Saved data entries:
╔══
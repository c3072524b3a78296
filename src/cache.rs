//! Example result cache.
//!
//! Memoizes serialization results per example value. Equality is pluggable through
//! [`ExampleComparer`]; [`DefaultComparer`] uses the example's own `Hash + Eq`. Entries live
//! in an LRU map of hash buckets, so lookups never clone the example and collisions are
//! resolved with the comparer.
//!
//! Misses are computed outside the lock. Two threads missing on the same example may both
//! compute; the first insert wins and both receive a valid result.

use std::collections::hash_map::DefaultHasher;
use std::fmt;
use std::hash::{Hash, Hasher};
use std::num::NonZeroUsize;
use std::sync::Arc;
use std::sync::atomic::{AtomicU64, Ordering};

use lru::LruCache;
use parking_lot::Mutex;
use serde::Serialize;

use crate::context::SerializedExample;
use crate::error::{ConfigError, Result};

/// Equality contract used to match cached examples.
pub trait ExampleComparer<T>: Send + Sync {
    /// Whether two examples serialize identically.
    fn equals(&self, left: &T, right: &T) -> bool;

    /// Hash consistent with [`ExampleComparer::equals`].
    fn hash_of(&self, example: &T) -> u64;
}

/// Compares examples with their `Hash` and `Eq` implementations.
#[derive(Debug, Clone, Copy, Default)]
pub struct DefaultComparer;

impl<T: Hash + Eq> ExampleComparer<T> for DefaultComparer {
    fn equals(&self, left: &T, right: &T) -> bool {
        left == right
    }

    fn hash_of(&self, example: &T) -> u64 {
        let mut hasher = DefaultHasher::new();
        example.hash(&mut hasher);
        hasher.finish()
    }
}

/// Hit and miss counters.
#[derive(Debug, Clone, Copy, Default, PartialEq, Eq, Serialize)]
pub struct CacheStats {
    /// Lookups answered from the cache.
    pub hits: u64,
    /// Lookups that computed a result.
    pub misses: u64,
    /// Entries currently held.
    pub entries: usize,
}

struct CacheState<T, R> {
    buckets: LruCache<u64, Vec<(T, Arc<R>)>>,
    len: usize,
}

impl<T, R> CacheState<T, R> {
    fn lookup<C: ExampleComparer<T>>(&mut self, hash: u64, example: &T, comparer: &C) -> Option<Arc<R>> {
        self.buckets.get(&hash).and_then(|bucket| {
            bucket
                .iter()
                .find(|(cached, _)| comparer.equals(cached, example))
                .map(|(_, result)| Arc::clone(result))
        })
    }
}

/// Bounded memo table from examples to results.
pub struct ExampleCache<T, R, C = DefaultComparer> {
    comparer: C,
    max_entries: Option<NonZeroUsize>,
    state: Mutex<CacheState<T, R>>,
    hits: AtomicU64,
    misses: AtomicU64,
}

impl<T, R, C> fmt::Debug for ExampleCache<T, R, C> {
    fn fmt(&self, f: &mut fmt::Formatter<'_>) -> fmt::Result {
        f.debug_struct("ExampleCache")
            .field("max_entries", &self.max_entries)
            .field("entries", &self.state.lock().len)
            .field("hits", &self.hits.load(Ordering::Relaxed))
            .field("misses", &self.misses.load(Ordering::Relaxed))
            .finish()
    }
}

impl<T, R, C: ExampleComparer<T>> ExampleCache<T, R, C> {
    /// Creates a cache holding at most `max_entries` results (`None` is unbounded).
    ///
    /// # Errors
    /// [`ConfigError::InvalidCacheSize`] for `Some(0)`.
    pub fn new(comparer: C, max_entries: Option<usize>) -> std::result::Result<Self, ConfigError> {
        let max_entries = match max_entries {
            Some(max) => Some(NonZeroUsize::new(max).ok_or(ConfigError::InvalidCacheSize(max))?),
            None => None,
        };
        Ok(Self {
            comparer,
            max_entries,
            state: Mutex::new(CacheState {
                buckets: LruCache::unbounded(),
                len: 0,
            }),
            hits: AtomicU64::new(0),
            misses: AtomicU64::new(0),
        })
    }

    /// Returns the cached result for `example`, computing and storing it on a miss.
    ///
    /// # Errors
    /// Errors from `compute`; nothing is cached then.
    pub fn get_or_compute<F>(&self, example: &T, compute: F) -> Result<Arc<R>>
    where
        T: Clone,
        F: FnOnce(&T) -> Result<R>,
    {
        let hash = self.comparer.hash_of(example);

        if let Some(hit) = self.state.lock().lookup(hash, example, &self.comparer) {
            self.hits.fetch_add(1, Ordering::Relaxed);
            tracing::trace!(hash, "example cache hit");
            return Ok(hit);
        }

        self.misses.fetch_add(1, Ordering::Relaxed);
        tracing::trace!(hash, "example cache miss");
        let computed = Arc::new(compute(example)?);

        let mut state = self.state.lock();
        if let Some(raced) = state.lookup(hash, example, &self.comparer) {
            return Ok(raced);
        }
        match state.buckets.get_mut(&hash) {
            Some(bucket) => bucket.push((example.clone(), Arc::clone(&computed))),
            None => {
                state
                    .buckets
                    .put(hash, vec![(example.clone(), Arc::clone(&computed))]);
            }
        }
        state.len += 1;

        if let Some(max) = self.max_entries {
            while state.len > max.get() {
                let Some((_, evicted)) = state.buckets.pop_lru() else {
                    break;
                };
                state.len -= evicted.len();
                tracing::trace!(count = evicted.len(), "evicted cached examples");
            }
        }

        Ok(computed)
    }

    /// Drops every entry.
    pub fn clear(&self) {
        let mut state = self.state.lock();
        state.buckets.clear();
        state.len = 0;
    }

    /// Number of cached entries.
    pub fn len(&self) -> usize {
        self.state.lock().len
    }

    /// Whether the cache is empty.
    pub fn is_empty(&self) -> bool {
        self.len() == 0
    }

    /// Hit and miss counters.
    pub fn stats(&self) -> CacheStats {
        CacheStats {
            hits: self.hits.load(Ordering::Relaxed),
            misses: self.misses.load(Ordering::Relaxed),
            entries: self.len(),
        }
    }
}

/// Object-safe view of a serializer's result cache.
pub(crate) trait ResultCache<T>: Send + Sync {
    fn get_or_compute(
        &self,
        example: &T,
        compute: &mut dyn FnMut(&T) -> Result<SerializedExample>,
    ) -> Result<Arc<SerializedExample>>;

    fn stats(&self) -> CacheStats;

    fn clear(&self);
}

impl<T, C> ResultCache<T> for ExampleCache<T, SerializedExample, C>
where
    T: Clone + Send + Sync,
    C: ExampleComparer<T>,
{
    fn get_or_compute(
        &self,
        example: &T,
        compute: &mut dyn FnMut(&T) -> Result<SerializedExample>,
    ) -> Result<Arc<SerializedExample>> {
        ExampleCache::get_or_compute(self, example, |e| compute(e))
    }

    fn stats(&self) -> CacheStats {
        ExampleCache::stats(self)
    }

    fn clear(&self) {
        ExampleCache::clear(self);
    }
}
╚══
PROMPT → State how many lines in the entries hold "with". Nothing should come before or after the number.

RESPONSE BELOW → 3